Control dependence • An instruction i1 is control dependent on instruction i2 if the outcome of i2 determines whether i1 is to be executed • Speculatively execute across different basic-blocks
Speculative computing • Prefectching • Bring data from memory to the cache before it is needed • Poison bits • Don’t throw exceptions when speculatively computing. Instead, set poison bit. If poison registered is really used, then throw exception.

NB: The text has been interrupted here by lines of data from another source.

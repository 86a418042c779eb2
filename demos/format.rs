//! Canonical formatting with options.
//!
//! Run with: cargo run --example format

use json_recast::{format_str, FormatOptions};

fn main() {
    let input = r#"{"zeta": [3, 1], "alpha": {"b": true, "a": null}}"#;

    let pretty = format_str(input, &FormatOptions::new()).unwrap();
    println!("pretty:\n{}\n", pretty);

    let sorted = format_str(input, &FormatOptions::new().with_sort_keys(true)).unwrap();
    println!("sorted:\n{}\n", sorted);

    let minified = format_str(input, &FormatOptions::minified()).unwrap();
    println!("minified:\n{}", minified);
}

Speculative computing • Predicated Execution • Change if (a == 0) b = c • Tost r4, r3movif r2, r4, r1 • Processor supports a conditional store, enabling combination of basic blocks
Basic Block List Scheduling • NP-complete, but don’t give up. • Basic blocks are typically small. • Start with data-dependence graph • Nodes are instructions and resource annotations • Edges are data dependences with a delay destination has to wait (some instructions may take 10 cycles, others only 1).
List Scheduling • Data dependence cannot have cycles • Build a topological ordering of the nodes • several such orderings may exist, though some are better than others • Choose an ordering of the nodes such that for each node, any following node cannot create a dependence on it.
List Scheduling RT = an empty reservation table Foreach n in SortedNodes: -Find the earliest time instruction could begin -Delay the instruction until resources are available -Schedule node after all delays -claim resources
List Scheduling – better topologies • Longest path through the data-dependence graph is shortest schedule. • Resources available constrain; critical resource is the one with the largest ratio of uses to the number of units of that resource available.
Global Code Scheduling • Optimize use of resources across blocks. • Global Code Scheduling - Moving instructions from one basic block to another • Data AND control dependencies. • All instructions still must be performed • Speculative computing cannot be disruptive.
Global Code Scheduling example • if (!a) {c=b;}e=d+d • What are the data dependences? • What are the control dependences? • What can intuitively be ran in parallel?
Global Code Scheduling Example • if (!a) {c=b;}e=d+d • Loads take two clock ticks, always hit. R1 = a, R2 = b, …, • Processor can execute two instructions
Code movement • Definitions: • Dominates – A dominates B if all paths through B pass through A. • Post-dominates – B post-dominates A if all paths that pass through A pass through B. • Downward – Move operation down along control • Upward – Move operation up along control
Upward Code Movement • Moving instruction from block src to block dest. Block src comes after block dest in the topological-sorted graph. Assume no dependencies. • If dest dominates src and src post-dominates dest, then we’re done.
Upward Code Movement • If src does not postdominate dst, then we have to speculatively compute • Only desirable if the operation is cheap • Only useful if src is reached. • If dst does not dominate src, copies of the instruction are needed
Downward Code Movement • Moving instruction from block src to block dest. Block src comes before block dest in the topological-sorted graph. Assume no dependencies • If src dominates dest and dest dominates src, we’re done.
Downward Code Movement • If src does not dominate dest, • Writes are often overwritten • Extra operations will be needed. • Replicate basic blocks and place operation in new copy of dest • Alternatively, use predicated instructions • (speculative) • If dest does not post-dominate src, • Compensation code
Conclusion • Processors can execute several instructions in parallel • We take advantage of this by moving code • Code can be moved if no dependencies occur, but sometimes at a cost.